The presence of CSA is associated with poor outcomes, even after adjustment for the appropriate prognostic markers. Therefore, attention to clinical clues and a low threshold for performing screening tests is appropriate. Given the debilitating symptoms and poor outcomes, treatment of CSA is a clinically meaningful therapeutic target. The effectiveness of pharmacological therapies is doubtful and PAP therapies are limited by patient tolerability, acceptance, adherence, and safety concerns. The novel approach of TPNS causes diaphragmatic contraction, creating negative intrathoracic pressure like normal breathing. The remedē System Pivotal Trial, which enrolled patients with moderate-severe CSA and serious comorbidities, including 64% of patients with underlying HF, confirmed that TPNS is safe and effective in patients with CSA due to multiple etiologies.

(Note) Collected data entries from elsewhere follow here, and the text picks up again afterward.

use sea_orm::{ActiveModelTrait, ActiveValue, DatabaseConnection, DbErr};

pub struct FavoriteFixtures<'a> {
    db: &'a DatabaseConnection,
}

impl<'a> FavoriteFixtures<'a> {
    pub fn new(db: &'a DatabaseConnection) -> Self {
        Self { db }
    }

    pub async fn insert_favorite_character(
        &self,
        user_id: i32,
        character_id: i32,
    ) -> Result<entity::favorite_character::Model, DbErr> {
        entity::favorite_character::ActiveModel {
            user_id: ActiveValue::Set(user_id),
            character_id: ActiveValue::Set(character_id),
            ..Default::default()
        }
        .insert(self.db)
        .await
    }

    pub async fn insert_favorite_planet(
        &self,
        user_id: i32,
        planet_id: i32,
    ) -> Result<entity::favorite_planet::Model, DbErr> {
        entity::favorite_planet::ActiveModel {
            user_id: ActiveValue::Set(user_id),
            planet_id: ActiveValue::Set(planet_id),
            ..Default::default()
        }
        .insert(self.db)
        .await
    }

    pub async fn insert_favorite_ship(
        &self,
        user_id: i32,
        ship_id: i32,
    ) -> Result<entity::favorite_ship::Model, DbErr> {
        entity::favorite_ship::ActiveModel {
            user_id: ActiveValue::Set(user_id),
            ship_id: ActiveValue::Set(ship_id),
            ..Default::default()
        }
        .insert(self.db)
        .await
    }
}
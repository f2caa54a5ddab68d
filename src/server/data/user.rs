use sea_orm::{
    ActiveModelTrait, ActiveValue, ColumnTrait, ConnectionTrait, DbErr,
    EntityTrait, QueryFilter, QueryOrder,
};

use crate::server::model::{db::UserModel, resource::NewUser};

pub struct UserRepository<'a, C: ConnectionTrait> {
    db: &'a C,
}

impl<'a, C: ConnectionTrait> UserRepository<'a, C> {
    /// Creates a new instance of [`UserRepository`]
    pub fn new(db: &'a C) -> Self {
        Self { db }
    }

    /// Creates a new user
    pub async fn create(&self, user: NewUser) -> Result<UserModel, DbErr> {
        let user = entity::user::ActiveModel {
            email: ActiveValue::Set(user.email),
            password: ActiveValue::Set(user.password),
            is_active: ActiveValue::Set(user.is_active),
            ..Default::default()
        };

        user.insert(self.db).await
    }

    /// Gets every user ordered by ID
    pub async fn get_all(&self) -> Result<Vec<UserModel>, DbErr> {
        entity::prelude::User::find()
            .order_by_asc(entity::user::Column::Id)
            .all(self.db)
            .await
    }

    pub async fn get_by_id(&self, user_id: i32) -> Result<Option<UserModel>, DbErr> {
        entity::prelude::User::find_by_id(user_id)
            .one(self.db)
            .await
    }

    pub async fn get_by_email(&self, email: &str) -> Result<Option<UserModel>, DbErr> {
        entity::prelude::User::find()
            .filter(entity::user::Column::Email.eq(email))
            .one(self.db)
            .await
    }

    /// Deletes a user, favorites of the user are removed by the foreign key cascade
    ///
    /// # Returns
    /// - `Ok(Some(UserModel))` - The row as it was before deletion
    /// - `Ok(None)` - No row with the provided ID exists
    pub async fn delete(&self, user_id: i32) -> Result<Option<UserModel>, DbErr> {
        let Some(row) = self.get_by_id(user_id).await? else {
            return Ok(None);
        };

        entity::prelude::User::delete_by_id(row.id)
            .exec(self.db)
            .await?;

        Ok(Some(row))
    }
}
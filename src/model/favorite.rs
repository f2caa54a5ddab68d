use serde::{Deserialize, Serialize};

use crate::{
    model::{character::CharacterDto, planet::PlanetDto, ship::ShipDto},
    server::model::db::{
        CharacterModel, FavoriteCharacterModel, FavoritePlanetModel, FavoriteShipModel,
        PlanetModel, ShipModel, UserModel,
    },
};

/// Builds the display text shown alongside a favorite, e.g. `luke@rebels.org likes Tatooine`
pub fn describe_favorite(email: &str, target_name: &str) -> String {
    format!("{} likes {}", email, target_name)
}

#[derive(Clone, Debug, PartialEq, Serialize, Deserialize, utoipa::ToSchema)]
pub struct FavoriteCharacterDto {
    pub id: i32,
    pub user_id: i32,
    pub character_id: i32,
    pub description: String,
}

impl FavoriteCharacterDto {
    pub fn new(
        favorite: &FavoriteCharacterModel,
        user: &UserModel,
        character: &CharacterModel,
    ) -> Self {
        Self {
            id: favorite.id,
            user_id: favorite.user_id,
            character_id: favorite.character_id,
            description: describe_favorite(&user.email, &character.name),
        }
    }
}

#[derive(Clone, Debug, PartialEq, Serialize, Deserialize, utoipa::ToSchema)]
pub struct FavoritePlanetDto {
    pub id: i32,
    pub user_id: i32,
    pub planet_id: i32,
    pub description: String,
}

impl FavoritePlanetDto {
    pub fn new(favorite: &FavoritePlanetModel, user: &UserModel, planet: &PlanetModel) -> Self {
        Self {
            id: favorite.id,
            user_id: favorite.user_id,
            planet_id: favorite.planet_id,
            description: describe_favorite(&user.email, &planet.name),
        }
    }
}

#[derive(Clone, Debug, PartialEq, Serialize, Deserialize, utoipa::ToSchema)]
pub struct FavoriteShipDto {
    pub id: i32,
    pub user_id: i32,
    pub ship_id: i32,
    pub description: String,
}

impl FavoriteShipDto {
    pub fn new(favorite: &FavoriteShipModel, user: &UserModel, ship: &ShipModel) -> Self {
        Self {
            id: favorite.id,
            user_id: favorite.user_id,
            ship_id: favorite.ship_id,
            description: describe_favorite(&user.email, ship.name.as_deref().unwrap_or_default()),
        }
    }
}

#[derive(Clone, Debug, Default, Serialize, Deserialize, utoipa::ToSchema)]
pub struct AddFavoriteCharacterDto {
    pub user_id: Option<i32>,
    pub character_id: Option<i32>,
}

#[derive(Clone, Debug, Default, Serialize, Deserialize, utoipa::ToSchema)]
pub struct AddFavoritePlanetDto {
    pub user_id: Option<i32>,
    pub planet_id: Option<i32>,
}

#[derive(Clone, Debug, Default, Serialize, Deserialize, utoipa::ToSchema)]
pub struct AddFavoriteShipDto {
    pub user_id: Option<i32>,
    pub ship_id: Option<i32>,
}

/// Everything a user has favorited, grouped by kind
///
/// Every kind is always present, as an empty list when the user has no favorites of it.
#[derive(Clone, Debug, Default, PartialEq, Serialize, Deserialize, utoipa::ToSchema)]
pub struct UserFavoritesDto {
    pub character: Vec<CharacterDto>,
    pub planet: Vec<PlanetDto>,
    pub ship: Vec<ShipDto>,
}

The safety and effectiveness of TPNS is durable, as confirmed by subjects’ follow-up through 36 months of active therapy. Beside improvements in sleep indices, sleep architecture, daytime sleepiness, and quality of life, the remedē System Pivotal Trial was the first randomized study to show improvements in arousals and REM sleep in CSA patients. Furthermore, TPNS works automatically and continuously throughout the night for every hour of sleep and does not depend on patient adherence, the Achilles’ heel of mask-based therapies. In HFrEF patients, TPNS was associated with a signal for improvement in cardiac remodeling and reduction in HF hospitalizations. Randomized controlled trials evaluating the impact of TPNS on mortality and HF hospitalizations, as well as “real world” clinical experiences with TPNS, are needed to further elucidate the role of TPNS in the treatment of CSA.